Denn „Die fetten Jahre sind vorbei“ ist auch der Titel des Theaterstücks des Ensembles „die bühne“, eines der ältesten deutschen Studententheater. Seit 60 Jahren gibt es die Gruppe unter der Schirmherrschaft der Technischen Universität Dresden, locker 100 Vorstellungen organisieren die Studenten dabei pro Jahr. Am Samstag ist die Produktion, die den Untertitel „Scheiße, was machen wir denn jetzt?“ mit flapsiger Vulgarität vor sich her trägt, im „nachtboulevard“ des Hans Otto Theaters zu sehen.

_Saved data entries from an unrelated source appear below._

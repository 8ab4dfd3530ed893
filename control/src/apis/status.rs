//! Kubernetes-backed reporting
//!
//! Outcomes become Events on the resource they are about. Ingress status
//! carries the external addresses of the controller; writing it is a merge
//! patch on the status subresource.
//!
//! Both are fire-and-forget: failures are logged and never reach the
//! dispatcher.

use async_trait::async_trait;
use k8s_openapi::api::core::v1::ObjectReference;
use k8s_openapi::api::networking::v1::{
    Ingress, IngressLoadBalancerIngress, IngressLoadBalancerStatus, IngressStatus,
};
use kube::api::{Api, Patch, PatchParams};
use kube::runtime::events::{Event, EventType, Recorder, Reporter as EventReporter};
use kube::Client;
use std::sync::Mutex;
use tracing::{debug, warn};

use crate::reconcile::cache::{safe_lock, ResourceKey};
use crate::reconcile::reporter::{Outcome, Reporter, ResourceKind, ResourceRef};

const EVENT_ACTION: &str = "Reconcile";

/// API version and kind of the object an outcome is about
fn api_version(kind: ResourceKind) -> &'static str {
    match kind {
        ResourceKind::Ingress => "networking.k8s.io/v1",
        ResourceKind::Secret | ResourceKind::ConfigMap => "v1",
        ResourceKind::VirtualServer | ResourceKind::VirtualServerRoute => "k8s.nginx.org/v1alpha1",
    }
}

pub fn object_reference(resource: &ResourceRef) -> ObjectReference {
    ObjectReference {
        api_version: Some(api_version(resource.kind).to_string()),
        kind: Some(resource.kind.as_str().to_string()),
        name: Some(resource.key.name.clone()),
        namespace: Some(resource.key.namespace.clone()),
        ..Default::default()
    }
}

pub fn event_type(outcome: Outcome) -> EventType {
    if outcome.is_warning() {
        EventType::Warning
    } else {
        EventType::Normal
    }
}

/// Status with one load balancer entry per address. IPs and hostnames are
/// told apart by parsing.
pub fn ingress_status(addresses: &[String]) -> IngressStatus {
    let ingress = addresses
        .iter()
        .map(|address| {
            if address.parse::<std::net::IpAddr>().is_ok() {
                IngressLoadBalancerIngress {
                    ip: Some(address.clone()),
                    ..Default::default()
                }
            } else {
                IngressLoadBalancerIngress {
                    hostname: Some(address.clone()),
                    ..Default::default()
                }
            }
        })
        .collect();
    IngressStatus {
        load_balancer: Some(IngressLoadBalancerStatus {
            ingress: Some(ingress),
        }),
    }
}

/// Reporter writing Events and Ingress status through the API server.
/// Used when status reporting is enabled, `LogReporter` otherwise.
pub struct KubeReporter {
    client: Client,
    recorder: Recorder,
    field_manager: String,
    addresses: Mutex<Vec<String>>,
}

impl KubeReporter {
    pub fn new(client: Client, controller_name: &str, pod_name: Option<String>) -> Self {
        let reporter = EventReporter {
            controller: controller_name.to_string(),
            instance: pod_name,
        };
        Self {
            recorder: Recorder::new(client.clone(), reporter),
            client,
            field_manager: controller_name.to_string(),
            addresses: Mutex::new(Vec::new()),
        }
    }

    async fn patch_status(&self, key: &ResourceKey, status: IngressStatus) {
        let api: Api<Ingress> = Api::namespaced(self.client.clone(), &key.namespace);
        let patch = serde_json::json!({ "status": status });
        match api
            .patch_status(&key.name, &PatchParams::apply(&self.field_manager), &Patch::Merge(&patch))
            .await
        {
            Ok(_) => debug!(key = %key, "Updated Ingress status"),
            Err(kube::Error::Api(e)) if e.code == 404 => {
                debug!(key = %key, "Ingress is gone, skipping status update")
            }
            Err(e) => warn!(key = %key, "Error updating Ingress status: {}", e),
        }
    }
}

#[async_trait]
impl Reporter for KubeReporter {
    async fn report(&self, resource: &ResourceRef, outcome: Outcome, message: &str) {
        let event = Event {
            type_: event_type(outcome),
            reason: outcome.reason().to_string(),
            note: Some(message.to_string()),
            action: EVENT_ACTION.to_string(),
            secondary: None,
        };
        if let Err(e) = self.recorder.publish(&event, &object_reference(resource)).await {
            warn!(
                resource = %resource,
                reason = outcome.reason(),
                error = %e,
                "Failed to publish Kubernetes event"
            );
        }
    }

    async fn update_ingress_status(&self, key: &ResourceKey) {
        let addresses = safe_lock(&self.addresses).clone();
        self.patch_status(key, ingress_status(&addresses)).await;
    }

    async fn clear_ingress_status(&self, key: &ResourceKey) {
        self.patch_status(key, ingress_status(&[])).await;
    }

    async fn set_external_addresses(&self, addresses: Vec<String>) {
        *safe_lock(&self.addresses) = addresses;
    }
}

Was von manchen vielleicht als Schockstarre interpretiert wird, wird von „der bühne“ als Endzeitstimmung verkauft: „Der Kapitalismus blüht, der Staat hat das Monopol, das Klima ist im Arsch, die Demokratie außer Kraft – die Welt steht am Abgrund.“ Die suggerierte Hilflosigkeit des Untertitels zieht sich dabei durch das ganze Stück, zumal ja gar nicht erst nach Lösungen gesucht werden soll, sondern die Momentaufnahme im Zentrum der Handlung steht: Wie im cineastischen Vorbild werden die Biografien der Darsteller mit denen der Charaktere Jule (Kristina Pflugbeil), Peter (Florian Geissner) und Jan (Robert Richter) verflochten, die mit Mitte 20 gut genährt und in relativem Wohlstand aufgewachsen sind. Um das Bürgertum zu verunsichern, steigen sie in fremde Villen ein: Sie stehlen nichts, verrücken jedoch Möbel und hinterlassen Botschaften wie „Sie haben zu viel Geld. Die Erziehungsberechtigten“. Dabei hat Jule nach einem von ihr verschuldeten Auffahrunfall Schulden bei dem Millionär Hardenberg (Andreas Matthus), in dessen Villa sie auch einsteigen – und von ihm erwischt werden. Daraufhin entführen sie in einer Verzweiflungstat Hardenberg – und stellen fest, dass er auch nur ein Mensch mit einer bewegten Geschichte ist, die bis in die DDR zurückreicht. In ein Leben zwischen Diktatur und Revolution.
Da schimmert sie doch schon in der Handlung durch, diese Essenz, dass sich das Monstrum Kapitalismus hinter einem menschlichen Antlitz verbirgt. Wie weit die Wandlung schließlich reicht und ob sich Menschen für eine gute Sache ändern können – das zu erklären kann nicht die Aufgabe des Theaters sein, wohl aber die entsprechenden Impulse zum Nachdenken zu geben.
Regisseur Peter Wagner ist übrigens kein Unbekannter in Potsdam: Der Absolvent der Babelsberger Hochschule „Konrad Wolf“ war von 2005 bis 2009 am Hans Otto Theater engagiert, mittlerweile ist er freischaffend – eine Rückkehr, für die er keine Türen aufbrechen muss. old
„Die fetten Jahre sind vorbei“ am heutigen Samstag um 22 Uhr in der Reithalle, Schiffbauergasse. Eintritt kostet 6 Euro.